In this sense, Pallasmaa, professor as well as architect, proposes a deep reform of the teaching imparted in Architecture Schools so that manual knowledge’s directing point of view prevails over the merely visual: “Western consumer culture continues to project a dualistic attitude towards the human body. On the one hand we have an obsessively aestheticized and eroticized cult of the body, but on the other, intelligence and creative capacity are equally celebrated as totally separate, or even individual qualities. In either case, the body and the mind are understood as unrelated entities that do not constitute an integrated unity… This division of the body and mind has, of course, its solid foundation in the history of Western philosophy. Prevailing educational pedagogies and practices also regrettably continue to separate mental, intellectual and emotional capacities from the senses and the multifarious dimensions of human embodiment. Educational practices usually provide some degree of physical training for the body, but they do not acknowledge our fundamentally embodied and holistic essence. The body is addressed in sports and dance, for instance, and the senses are directly acknowledged in connection with art and music education, but our embodied existence is rarely identified as the very basis of our interaction and integration with the world, or of our consciousness and self-understanding. Training of the hand is provided in courses that teach elementary skills in the handicrafts, but the integral role of the hand in the evolution and different manifestations of human intelligence is not acknowledged. To put it simply, today’s prevailing educational principles fail to grasp the indeterminate, dynamic and sensually integrated essence of human existence, thought and action.” (pp. 11-12)

The key is then in not having grasped the manual essence of human existence.

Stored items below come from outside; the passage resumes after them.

//! Minimal HTTP abstraction over which every outbound call is made.
//!
//! Requests and responses are plain data so that the resilient fetcher and the
//! auth client can be exercised against in-memory transports.

use std::time::Duration;

use async_trait::async_trait;
use hostel_core::error::{HostelError, Result};
use serde_json::Value;

// ── Request / response ────────────────────────────────────────────────────────

#[derive(Debug, Clone, Copy, PartialEq, Eq)]
pub enum Method {
    Get,
    Post,
    Put,
    Patch,
    Delete,
}

/// An outbound JSON request.
#[derive(Debug, Clone)]
pub struct HttpRequest {
    pub method: Method,
    pub url: String,
    pub headers: Vec<(String, String)>,
    pub body: Option<Value>,
}

impl HttpRequest {
    pub fn new(method: Method, url: impl Into<String>) -> Self {
        Self {
            method,
            url: url.into(),
            headers: Vec::new(),
            body: None,
        }
    }

    pub fn get(url: impl Into<String>) -> Self {
        Self::new(Method::Get, url)
    }

    pub fn post(url: impl Into<String>, body: Value) -> Self {
        Self::new(Method::Post, url).with_body(body)
    }

    pub fn with_body(mut self, body: Value) -> Self {
        self.body = Some(body);
        self
    }

    /// Append a header, replacing any existing header of the same name.
    pub fn with_header(mut self, name: impl Into<String>, value: impl Into<String>) -> Self {
        let name = name.into();
        self.headers.retain(|(n, _)| !n.eq_ignore_ascii_case(&name));
        self.headers.push((name, value.into()));
        self
    }

    pub fn with_bearer(self, token: &str) -> Self {
        self.with_header("Authorization", format!("Bearer {token}"))
    }

    pub fn header(&self, name: &str) -> Option<&str> {
        find_header(&self.headers, name)
    }
}

/// A response whose body has already been decoded as JSON.
///
/// Empty bodies decode to `Value::Null`; non-JSON error bodies are kept as a
/// JSON string so the status-code path can still report them.
#[derive(Debug, Clone)]
pub struct HttpResponse {
    pub status: u16,
    pub headers: Vec<(String, String)>,
    pub body: Value,
}

impl HttpResponse {
    pub fn new(status: u16, body: Value) -> Self {
        Self {
            status,
            headers: Vec::new(),
            body,
        }
    }

    pub fn with_header(mut self, name: impl Into<String>, value: impl Into<String>) -> Self {
        self.headers.push((name.into(), value.into()));
        self
    }

    pub fn is_success(&self) -> bool {
        (200..300).contains(&self.status)
    }

    pub fn header(&self, name: &str) -> Option<&str> {
        find_header(&self.headers, name)
    }

    /// The server-provided error text, if the body carries one.
    ///
    /// Looks at `error`, then `message`, then a bare string body.
    pub fn error_message(&self) -> Option<String> {
        match &self.body {
            Value::Object(map) => ["error", "message"]
                .iter()
                .find_map(|k| map.get(*k).and_then(Value::as_str))
                .map(str::to_string),
            Value::String(s) if !s.is_empty() => Some(s.clone()),
            _ => None,
        }
    }

    /// Convert a non-2xx response into the matching error.
    pub fn into_error(self) -> HostelError {
        let message = self.error_message();
        HostelError::http(self.status, message)
    }
}

fn find_header<'a>(headers: &'a [(String, String)], name: &str) -> Option<&'a str> {
    headers
        .iter()
        .find(|(n, _)| n.eq_ignore_ascii_case(name))
        .map(|(_, v)| v.as_str())
}

// ── Transport ─────────────────────────────────────────────────────────────────

/// Anything that can carry an [`HttpRequest`] to a server.
#[async_trait]
pub trait Transport: Send + Sync {
    /// Send one request. Non-2xx statuses are *not* errors at this level.
    async fn send(&self, request: HttpRequest) -> Result<HttpResponse>;
}

/// Send `request` with a fixed time budget.
///
/// On expiry the in-flight call is dropped and a distinguishable
/// [`HostelError::Timeout`] is returned.
pub async fn send_within(
    transport: &dyn Transport,
    request: HttpRequest,
    budget: Duration,
) -> Result<HttpResponse> {
    match tokio::time::timeout(budget, transport.send(request)).await {
        Ok(result) => result,
        Err(_) => Err(HostelError::Timeout {
            secs: budget.as_secs(),
        }),
    }
}

/// [`Transport`] backed by a shared `reqwest` client.
#[derive(Debug, Clone, Default)]
pub struct ReqwestTransport {
    client: reqwest::Client,
}

impl ReqwestTransport {
    pub fn new() -> Self {
        Self::default()
    }
}

#[async_trait]
impl Transport for ReqwestTransport {
    async fn send(&self, request: HttpRequest) -> Result<HttpResponse> {
        let method = match request.method {
            Method::Get => reqwest::Method::GET,
            Method::Post => reqwest::Method::POST,
            Method::Put => reqwest::Method::PUT,
            Method::Patch => reqwest::Method::PATCH,
            Method::Delete => reqwest::Method::DELETE,
        };

        let mut builder = self
            .client
            .request(method, &request.url)
            .header("Content-Type", "application/json");
        for (name, value) in &request.headers {
            builder = builder.header(name.as_str(), value.as_str());
        }
        if let Some(body) = &request.body {
            builder = builder.json(body);
        }

        tracing::debug!(method = ?request.method, url = %request.url, "sending request");
        let response = builder
            .send()
            .await
            .map_err(|e| HostelError::Network(e.to_string()))?;

        let status = response.status().as_u16();
        let headers = response
            .headers()
            .iter()
            .map(|(n, v)| (n.as_str().to_string(), v.to_str().unwrap_or_default().to_string()))
            .collect();
        let text = response
            .text()
            .await
            .map_err(|e| HostelError::Network(e.to_string()))?;

        let body = if text.trim().is_empty() {
            Value::Null
        } else {
            match serde_json::from_str(&text) {
                Ok(v) => v,
                Err(_) if !(200..300).contains(&status) => Value::String(text),
                Err(e) => return Err(e.into()),
            }
        };

        Ok(HttpResponse {
            status,
            headers,
            body,
        })
    }
}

But Pallasmaa is not alone in this new understanding which demands the formation of a new educational and philosophical paradigm, indispensable, in his view, to “shake the foundations” (p. 22) of the erroneous paradigm actually dominant, not only in architecture, but also in philosophy. For a philosophical trend parallel to Pallasmaa’s proposal of an embodied image would be the philosophy of the embodied mind advocated by Lakoff, Thompson or Dan Zahavi. For our part, though lectures imparted in the Universidad de Oviedo (Spain) and publications, we have made an effort to develop the foundations of a philosophical thought about the manual ability as the core which yields human knowledge in what we call Pensamiento Hábil (see Manuel F. Lorenzo, Introducción al Pensamiento Hábil) and as a base for a new philosophy which needs a new method, in this case inspired by the  manual operativity or surgical (see in this blog: “Fenomenología y Operatiología” (I-II), 8-8-2011 and 9-1-2012; also, “La mano como raíz generadora del conocimiento humano”, 5-9-2011). With other colleagues of the Universidad de Oviedo, it looks like we are pioneers in Spain of what we could call the development of “the philosophy of the hands”.

Juhani Pallasmaa, for his prestige and international influence as an architect, and moreover, his wide and well assimilated philosophical culture, is called to open again the doors of the Architecture Schools and Faculties, and of Art in general, to the need to incorporate this new trend of philosophical thought related to what he names thinking hand, to try to reform the actual too computerised and technified education, and what is worst, dominated by a bad philosophy unconscious of the alienating visual architecture so in vogue. Read his important book.